::: Records for the task

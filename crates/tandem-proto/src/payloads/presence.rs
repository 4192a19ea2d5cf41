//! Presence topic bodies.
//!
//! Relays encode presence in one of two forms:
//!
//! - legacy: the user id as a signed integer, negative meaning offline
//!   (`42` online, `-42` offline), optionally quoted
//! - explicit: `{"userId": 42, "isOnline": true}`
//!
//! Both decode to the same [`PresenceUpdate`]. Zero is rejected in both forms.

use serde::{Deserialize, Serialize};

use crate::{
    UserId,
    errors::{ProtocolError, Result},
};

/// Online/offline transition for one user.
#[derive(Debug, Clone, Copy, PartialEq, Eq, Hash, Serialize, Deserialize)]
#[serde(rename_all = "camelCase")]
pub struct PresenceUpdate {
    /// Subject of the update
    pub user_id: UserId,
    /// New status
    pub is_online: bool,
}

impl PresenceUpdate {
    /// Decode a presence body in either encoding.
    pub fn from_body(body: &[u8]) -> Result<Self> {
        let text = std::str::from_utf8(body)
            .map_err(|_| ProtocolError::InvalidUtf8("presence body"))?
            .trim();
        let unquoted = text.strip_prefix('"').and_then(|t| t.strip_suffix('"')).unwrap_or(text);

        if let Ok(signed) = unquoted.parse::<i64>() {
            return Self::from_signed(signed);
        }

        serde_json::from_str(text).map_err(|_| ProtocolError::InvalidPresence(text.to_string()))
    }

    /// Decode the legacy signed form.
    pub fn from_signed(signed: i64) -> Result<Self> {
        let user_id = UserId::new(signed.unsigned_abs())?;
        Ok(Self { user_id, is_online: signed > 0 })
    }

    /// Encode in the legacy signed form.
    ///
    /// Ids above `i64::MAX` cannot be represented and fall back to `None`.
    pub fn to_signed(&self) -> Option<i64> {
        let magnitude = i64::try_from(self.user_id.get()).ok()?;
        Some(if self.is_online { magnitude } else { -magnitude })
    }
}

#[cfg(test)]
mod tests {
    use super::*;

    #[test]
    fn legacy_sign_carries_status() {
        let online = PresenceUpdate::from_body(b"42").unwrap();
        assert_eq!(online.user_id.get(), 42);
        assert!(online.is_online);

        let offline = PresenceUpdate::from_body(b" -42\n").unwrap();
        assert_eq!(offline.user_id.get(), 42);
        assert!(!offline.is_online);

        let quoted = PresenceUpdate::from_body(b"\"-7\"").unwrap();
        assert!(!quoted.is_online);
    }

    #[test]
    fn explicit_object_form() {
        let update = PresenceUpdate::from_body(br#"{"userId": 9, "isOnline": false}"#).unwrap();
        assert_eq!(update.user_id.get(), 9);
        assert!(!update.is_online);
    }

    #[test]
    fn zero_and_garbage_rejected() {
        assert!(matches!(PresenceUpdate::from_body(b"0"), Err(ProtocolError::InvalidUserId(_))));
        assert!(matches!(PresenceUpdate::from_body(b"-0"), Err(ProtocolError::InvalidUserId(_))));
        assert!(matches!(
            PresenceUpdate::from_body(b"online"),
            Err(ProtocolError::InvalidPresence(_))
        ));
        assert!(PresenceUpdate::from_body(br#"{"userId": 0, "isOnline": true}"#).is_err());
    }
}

::::::
::: Records for the task

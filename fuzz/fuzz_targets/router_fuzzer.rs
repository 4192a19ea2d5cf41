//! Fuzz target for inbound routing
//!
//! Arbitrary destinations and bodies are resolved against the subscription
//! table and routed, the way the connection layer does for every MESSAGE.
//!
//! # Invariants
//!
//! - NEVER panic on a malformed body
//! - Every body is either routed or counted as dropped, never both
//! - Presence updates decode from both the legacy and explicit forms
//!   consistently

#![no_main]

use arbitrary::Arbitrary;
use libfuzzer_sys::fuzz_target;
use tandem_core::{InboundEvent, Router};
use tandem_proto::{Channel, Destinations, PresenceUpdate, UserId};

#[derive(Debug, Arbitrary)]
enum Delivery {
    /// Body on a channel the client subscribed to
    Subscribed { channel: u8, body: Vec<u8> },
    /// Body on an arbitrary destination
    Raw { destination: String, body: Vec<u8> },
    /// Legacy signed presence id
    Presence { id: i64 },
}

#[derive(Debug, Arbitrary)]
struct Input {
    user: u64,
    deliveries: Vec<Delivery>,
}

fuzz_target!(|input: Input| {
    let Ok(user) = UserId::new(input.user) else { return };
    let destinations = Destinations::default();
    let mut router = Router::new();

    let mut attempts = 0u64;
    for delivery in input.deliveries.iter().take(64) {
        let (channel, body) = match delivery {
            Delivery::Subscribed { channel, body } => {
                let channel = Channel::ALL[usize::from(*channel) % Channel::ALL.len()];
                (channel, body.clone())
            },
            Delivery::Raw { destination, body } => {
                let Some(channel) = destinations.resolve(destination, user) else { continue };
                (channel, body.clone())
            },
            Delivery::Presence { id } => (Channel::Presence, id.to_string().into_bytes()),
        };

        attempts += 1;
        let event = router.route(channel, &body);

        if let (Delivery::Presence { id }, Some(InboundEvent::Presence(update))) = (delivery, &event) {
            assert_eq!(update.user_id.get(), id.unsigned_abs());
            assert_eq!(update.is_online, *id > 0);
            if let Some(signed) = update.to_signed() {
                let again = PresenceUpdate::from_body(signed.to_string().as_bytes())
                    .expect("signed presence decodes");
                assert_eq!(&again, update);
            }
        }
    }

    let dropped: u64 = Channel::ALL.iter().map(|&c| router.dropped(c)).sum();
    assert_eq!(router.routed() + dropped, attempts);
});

::::::

*Prompt*: Copy out the lines above exactly, beginning at the one that contains "filename crates/tandem-proto/src/payloads/presence.rs" and ending at the one that contains "pub fn from_body(body: &[u8])".

*Output of the exercise*:
filename crates/tandem-proto/src/payloads/presence.rs
repository 4192a19ea2d5cf41
//! Presence topic bodies.
//!
//! Relays encode presence in one of two forms:
//!
//! - legacy: the user id as a signed integer, negative meaning offline
//!   (`42` online, `-42` offline), optionally quoted
//! - explicit: `{"userId": 42, "isOnline": true}`
//!
//! Both decode to the same [`PresenceUpdate`]. Zero is rejected in both forms.

use serde::{Deserialize, Serialize};

use crate::{
    UserId,
    errors::{ProtocolError, Result},
};

/// Online/offline transition for one user.
#[derive(Debug, Clone, Copy, PartialEq, Eq, Hash, Serialize, Deserialize)]
#[serde(rename_all = "camelCase")]
pub struct PresenceUpdate {
    /// Subject of the update
    pub user_id: UserId,
    /// New status
    pub is_online: bool,
}

impl PresenceUpdate {
    /// Decode a presence body in either encoding.
    pub fn from_body(body: &[u8]) -> Result<Self> {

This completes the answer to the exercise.